- Problem statement -
Copy out each line below in which the string "push" appears.

- Dataset entries -
- Opening Delimiter -
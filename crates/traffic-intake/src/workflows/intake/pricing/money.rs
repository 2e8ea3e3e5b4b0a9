use std::fmt;
use std::ops::{Add, Mul};

use serde::{Serialize, Serializer};

/// US-dollar amount held as exact integer cents.
///
/// Catalog and labor rates are whole dollars and the only fraction applied is the 50%
/// equipment deposit, so every value the estimate produces is representable without
/// rounding. Arithmetic saturates instead of wrapping.
#[derive(Debug, Clone, Copy, PartialEq, Eq, PartialOrd, Ord, Hash, Default)]
pub struct Money {
    cents: u64,
}

impl Money {
    pub const ZERO: Money = Money { cents: 0 };

    pub const fn from_cents(cents: u64) -> Self {
        Self { cents }
    }

    pub const fn from_dollars(dollars: u64) -> Self {
        Self {
            cents: dollars.saturating_mul(100),
        }
    }

    pub fn cents(self) -> u64 {
        self.cents
    }

    pub fn is_zero(self) -> bool {
        self.cents == 0
    }

    /// Share of the amount; a sub-cent remainder is dropped, which whole-dollar
    /// amounts at 50% never produce.
    pub fn percent(self, percent: u64) -> Money {
        Money::from_cents(self.cents.saturating_mul(percent) / 100)
    }

    pub fn saturating_sub(self, other: Money) -> Money {
        Money::from_cents(self.cents.saturating_sub(other.cents))
    }

    /// Plain `1234.50` rendering used on the wire.
    pub fn to_decimal_string(self) -> String {
        format!("{}.{:02}", self.cents / 100, self.cents % 100)
    }
}

impl Add for Money {
    type Output = Money;

    fn add(self, rhs: Money) -> Money {
        Money::from_cents(self.cents.saturating_add(rhs.cents))
    }
}

impl Mul<u64> for Money {
    type Output = Money;

    fn mul(self, rhs: u64) -> Money {
        Money::from_cents(self.cents.saturating_mul(rhs))
    }
}

impl fmt::Display for Money {
    fn fmt(&self, f: &mut fmt::Formatter<'_>) -> fmt::Result {
        let dollars = (self.cents / 100).to_string();
        let mut grouped = String::with_capacity(dollars.len() + dollars.len() / 3);
        for (index, digit) in dollars.chars().enumerate() {
            if index > 0 && (dollars.len() - index) % 3 == 0 {
                grouped.push(',');
            }
            grouped.push(digit);
        }
        write!(f, "${}.{:02}", grouped, self.cents % 100)
    }
}

impl Serialize for Money {
    fn serialize<S: Serializer>(&self, serializer: S) -> Result<S::Ok, S::Error> {
        serializer.serialize_str(&self.to_decimal_string())
    }
}

#[cfg(test)]
mod tests {
    use super::*;

    #[test]
    fn display_groups_thousands_and_keeps_cents() {
        assert_eq!(Money::from_cents(104_000).to_string(), "$1,040.00");
        assert_eq!(Money::from_cents(5_050).to_string(), "$50.50");
        assert_eq!(Money::from_cents(123_456_789).to_string(), "$1,234,567.89");
        assert_eq!(Money::ZERO.to_string(), "$0.00");
    }

    #[test]
    fn half_of_whole_dollars_is_exact() {
        assert_eq!(Money::from_dollars(105).percent(50), Money::from_cents(5_250));
        assert_eq!(Money::from_dollars(100).percent(50).to_decimal_string(), "50.00");
    }

    #[test]
    fn serializes_as_decimal_string() {
        let json = serde_json::to_string(&Money::from_cents(2_507)).expect("serializes");
        assert_eq!(json, "\"25.07\"");
    }
}
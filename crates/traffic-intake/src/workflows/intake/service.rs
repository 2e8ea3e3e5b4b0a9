use std::sync::Arc;

use chrono::NaiveDateTime;
use serde::{Deserialize, Serialize};
use tracing::{info, warn};

use super::checkout::{
    build_checkout_request, CheckoutError, CheckoutRedirects, PaymentInitiator,
};
use super::domain::{FormState, IntakeStep};
use super::estimate::IntakeEstimate;
use super::pricing::{self, Money};
use super::validation::StepValidator;
use super::wizard::{derive_state, FieldUpdate, Selection, WizardController};

/// Single interaction replayed through a fresh wizard session.
#[derive(Debug, Clone, PartialEq, Serialize, Deserialize)]
#[serde(tag = "type", rename_all = "snake_case")]
pub enum WizardEvent {
    Update { update: FieldUpdate },
    RawUpdate { field: String, value: String },
    Toggle { selection: Selection, item: String },
    CatalogQuantity { item: String, quantity: i64 },
    Advance,
    Retreat,
}

/// A continue action that validation refused.
#[derive(Debug, Clone, PartialEq, Eq, Serialize)]
#[serde(rename_all = "camelCase")]
pub struct BlockedAdvance {
    pub event_index: usize,
    pub step: IntakeStep,
}

/// A string-keyed update that could not be interpreted.
#[derive(Debug, Clone, PartialEq, Eq, Serialize)]
#[serde(rename_all = "camelCase")]
pub struct RejectedUpdate {
    pub event_index: usize,
    pub error: String,
}

#[derive(Debug, Clone, PartialEq, Serialize)]
#[serde(rename_all = "camelCase")]
pub struct ReplayOutcome {
    pub step: IntakeStep,
    pub step_label: &'static str,
    pub blocked: Vec<BlockedAdvance>,
    pub rejected: Vec<RejectedUpdate>,
    pub estimate: IntakeEstimate,
}

/// Hosted checkout ready for the customer's browser.
#[derive(Debug, Clone, PartialEq, Eq, Serialize)]
#[serde(rename_all = "camelCase")]
pub struct CheckoutReceipt {
    pub session_id: String,
    pub url: String,
    pub amount: Money,
    pub amount_in_cents: u64,
}

/// Composes the wizard, estimate and the payment provider behind one entry point.
pub struct IntakeService<P> {
    validator: StepValidator,
    gateway: Arc<P>,
    redirects: CheckoutRedirects,
}

impl<P> IntakeService<P>
where
    P: PaymentInitiator + 'static,
{
    pub fn new(gateway: Arc<P>, validator: StepValidator, redirects: CheckoutRedirects) -> Self {
        Self {
            validator,
            gateway,
            redirects,
        }
    }

    pub fn validator(&self) -> StepValidator {
        self.validator
    }

    pub fn redirects(&self) -> &CheckoutRedirects {
        &self.redirects
    }

    pub fn estimate(&self, form: &FormState, now: NaiveDateTime) -> IntakeEstimate {
        IntakeEstimate::evaluate(form, &self.validator, now)
    }

    /// Runs the events in order. Refused navigation and unreadable updates are recorded
    /// and skipped; the replay itself never fails.
    pub fn replay(&self, events: Vec<WizardEvent>, now: NaiveDateTime) -> ReplayOutcome {
        let mut wizard = WizardController::new(self.validator);
        let mut blocked = Vec::new();
        let mut rejected = Vec::new();

        for (event_index, event) in events.into_iter().enumerate() {
            match event {
                WizardEvent::Update { update } => {
                    wizard.update_field(update);
                }
                WizardEvent::RawUpdate { field, value } => {
                    match FieldUpdate::from_raw(&field, &value) {
                        Ok(update) => {
                            wizard.update_field(update);
                        }
                        Err(error) => rejected.push(RejectedUpdate {
                            event_index,
                            error: error.to_string(),
                        }),
                    }
                }
                WizardEvent::Toggle { selection, item } => {
                    wizard.toggle(selection, &item);
                }
                WizardEvent::CatalogQuantity { item, quantity } => {
                    wizard.update_catalog_quantity(&item, quantity);
                }
                WizardEvent::Advance => {
                    let step = wizard.step();
                    if !wizard.advance_if_valid(now) {
                        blocked.push(BlockedAdvance { event_index, step });
                    }
                }
                WizardEvent::Retreat => {
                    wizard.retreat();
                }
            }
        }

        let step = wizard.step();
        let estimate = IntakeEstimate::evaluate(wizard.state(), &self.validator, now);

        ReplayOutcome {
            step,
            step_label: step.label(),
            blocked,
            rejected,
            estimate,
        }
    }

    /// Opens a deposit checkout for a snapshot that has cleared the Schedule step.
    pub fn checkout(
        &self,
        form: &FormState,
        redirects: Option<&CheckoutRedirects>,
        now: NaiveDateTime,
    ) -> Result<CheckoutReceipt, CheckoutError> {
        let form = derive_state(form, self.validator.is_bypassed());
        let summary = pricing::calculate(&form);
        let redirects = redirects.unwrap_or(&self.redirects);

        let request = build_checkout_request(&form, &summary, redirects, &self.validator, now)?;
        let session = self.gateway.initiate(&request).map_err(|error| {
            warn!(%error, "payment provider refused deposit checkout");
            error
        })?;

        info!(
            session_id = %session.session_id,
            amount_cents = request.amount_in_smallest_currency_unit,
            company = %form.company_name,
            "deposit checkout session created"
        );

        Ok(CheckoutReceipt {
            session_id: session.session_id,
            url: session.redirect_url,
            amount: summary.deposit_amount,
            amount_in_cents: request.amount_in_smallest_currency_unit,
        })
    }
}
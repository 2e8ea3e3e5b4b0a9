//! Estimate arithmetic: catalog quantities and labor selections in, itemized totals out.

mod money;
mod overtime;

pub use money::Money;
pub use overtime::{OvertimeNotice, STANDARD_SHIFT_HOURS};

use serde::Serialize;

use super::catalog::{self, CatalogTier};
use super::domain::FormState;

pub const FLAGGER_HOURLY_RATE: Money = Money::from_dollars(65);
pub const UTC_HOURLY_RATE: Money = Money::from_dollars(165);
/// Share of the equipment cost collected upfront; labor is always collected in full.
pub const EQUIPMENT_DEPOSIT_PERCENT: u64 = 50;

/// Itemized estimate derived from a single form snapshot.
#[derive(Debug, Clone, PartialEq, Eq, Default, Serialize)]
#[serde(rename_all = "camelCase")]
pub struct FinancialSummary {
    pub panel_a_total: u64,
    pub panel_b_total: u64,
    pub panel_c_total: u64,
    pub equipment_cost: Money,
    pub labor_cost: Money,
    pub deposit_amount: Money,
    pub flagger_hours_total: u64,
    #[serde(rename = "utcHoursTotal")]
    pub utc_hours_total: u64,
    /// Selected items that have no list price and are quoted per project.
    pub quote_required_items: Vec<String>,
}

impl FinancialSummary {
    pub fn deposit_in_cents(&self) -> u64 {
        self.deposit_amount.cents()
    }

    /// Equipment share invoiced after the job completes.
    pub fn equipment_balance(&self) -> Money {
        self.equipment_cost
            .saturating_sub(self.equipment_cost.percent(EQUIPMENT_DEPOSIT_PERCENT))
    }
}

/// Pure and repeatable: the same snapshot always yields the same summary.
pub fn calculate(state: &FormState) -> FinancialSummary {
    let mut summary = FinancialSummary::default();

    for (item, &quantity) in &state.catalog_quantities {
        let Some(entry) = catalog::lookup(item) else {
            continue;
        };
        let quantity = u64::from(quantity);

        match entry.tier {
            CatalogTier::PanelA => {
                summary.panel_a_total = summary.panel_a_total.saturating_add(quantity)
            }
            CatalogTier::PanelB => {
                summary.panel_b_total = summary.panel_b_total.saturating_add(quantity)
            }
            CatalogTier::PanelC => {
                summary.panel_c_total = summary.panel_c_total.saturating_add(quantity)
            }
            CatalogTier::ChannelizingDevice
            | CatalogTier::AdvancedDevice
            | CatalogTier::ImpactProtection => {}
        }

        match entry.rates {
            Some(rates) => {
                summary.equipment_cost = summary.equipment_cost + rates.daily_rate() * quantity;
            }
            None if quantity > 0 => summary.quote_required_items.push(entry.name.to_string()),
            None => {}
        }
    }

    if state.needs_flaggers {
        summary.flagger_hours_total =
            u64::from(state.num_flaggers).saturating_mul(u64::from(state.flagger_hours));
    }
    if state.needs_utc {
        summary.utc_hours_total =
            u64::from(state.num_utc).saturating_mul(u64::from(state.utc_hours));
    }

    summary.labor_cost = FLAGGER_HOURLY_RATE * summary.flagger_hours_total
        + UTC_HOURLY_RATE * summary.utc_hours_total;
    summary.deposit_amount =
        summary.equipment_cost.percent(EQUIPMENT_DEPOSIT_PERCENT) + summary.labor_cost;

    summary
}
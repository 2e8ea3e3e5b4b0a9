//! Multi-step intake for traffic-control service requests.
//!
//! Everything downstream of the wizard is a pure function of a [`FormState`] snapshot:
//! the rule engine derives mandatory staffing, pricing turns quantities and labor into a
//! deposit, and the step validator gates forward navigation. [`WizardController`] is the
//! only owner of mutable state.

pub mod catalog;
pub mod checkout;
pub mod domain;
pub mod estimate;
pub mod pricing;
pub mod reference;
pub mod router;
pub mod rules;
pub mod service;
pub mod validation;
pub mod wizard;

#[cfg(test)]
mod tests;

pub use catalog::{CatalogEntry, CatalogTier, RateCard, CATALOG_VERSION};
pub use checkout::{
    build_checkout_request, CheckoutError, CheckoutRedirects, CheckoutRequest, CheckoutSession,
    GatewayError, PaymentInitiator,
};
pub use domain::{
    ClientStatus, FormState, GeoPoint, IntakeStep, RoadwayClass, TcpType, WorkHours, YesNo,
    YesNoUnsure, DEFAULT_SHIFT_HOURS, MIN_SHIFT_HOURS,
};
pub use estimate::{EquipmentLine, IntakeEstimate, SummaryDisplay};
pub use pricing::{calculate, FinancialSummary, Money, OvertimeNotice};
pub use router::intake_router;
pub use rules::{apply_labor_requirements, derive_labor_requirements, LaborRule, RuleResult};
pub use service::{CheckoutReceipt, IntakeService, ReplayOutcome, WizardEvent};
pub use validation::{is_within_24_hours, StepValidator, StepValidity};
pub use wizard::{derive_state, FieldError, FieldUpdate, Selection, WizardController};
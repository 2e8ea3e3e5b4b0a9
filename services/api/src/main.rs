use traffic_intake_api::run;

#[tokio::main]
async fn main() {
    if let Err(err) = run().await {
        eprintln!("traffic intake error: {err}");
        std::process::exit(1);
    }
}
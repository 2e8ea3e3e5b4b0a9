use crate::cli::ServeArgs;
use crate::infra::{AppState, SandboxCheckoutGateway};
use crate::routes::with_intake_routes;
use axum::Extension;
use axum_prometheus::PrometheusMetricLayer;
use std::sync::atomic::Ordering;
use std::sync::Arc;
use tracing::{info, warn};
use traffic_intake::config::AppConfig;
use traffic_intake::error::AppError;
use traffic_intake::telemetry;
use traffic_intake::workflows::intake::IntakeService;

pub(crate) async fn run(mut args: ServeArgs) -> Result<(), AppError> {
    let mut config = AppConfig::load()?;

    if let Some(host) = args.host.take() {
        config.server.host = host;
    }
    if let Some(port) = args.port.take() {
        config.server.port = port;
    }

    telemetry::init(&config.telemetry)?;

    let validator = config.intake.validator();
    if validator.is_bypassed() {
        warn!("intake step validation is bypassed; every step will accept incomplete forms");
    }

    let (prometheus_layer, prometheus_handle) = PrometheusMetricLayer::pair();
    let readiness_flag = Arc::new(std::sync::atomic::AtomicBool::new(false));
    let app_state = AppState {
        readiness: readiness_flag.clone(),
        metrics: Arc::new(prometheus_handle),
        validator,
    };

    let gateway = Arc::new(SandboxCheckoutGateway::default());
    let intake_service = Arc::new(IntakeService::new(
        gateway,
        validator,
        config.intake.redirects(),
    ));

    let app = with_intake_routes(intake_service)
        .layer(Extension(app_state))
        .layer(prometheus_layer);

    let addr = config.server.socket_addr()?;
    let listener = tokio::net::TcpListener::bind(addr).await?;
    readiness_flag.store(true, Ordering::Release);

    info!(
        ?config.environment,
        %addr,
        checkout_origin = %config.intake.checkout_origin,
        "traffic intake service ready"
    );

    axum::serve(listener, app).await?;
    Ok(())
}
- Closing Delimiter -
- Final answer -
                grouped.push(',');
            grouped.push(digit);
                        Err(error) => rejected.push(RejectedUpdate {
                        blocked.push(BlockedAdvance { event_index, step });
            None if quantity > 0 => summary.quote_required_items.push(entry.name.to_string()),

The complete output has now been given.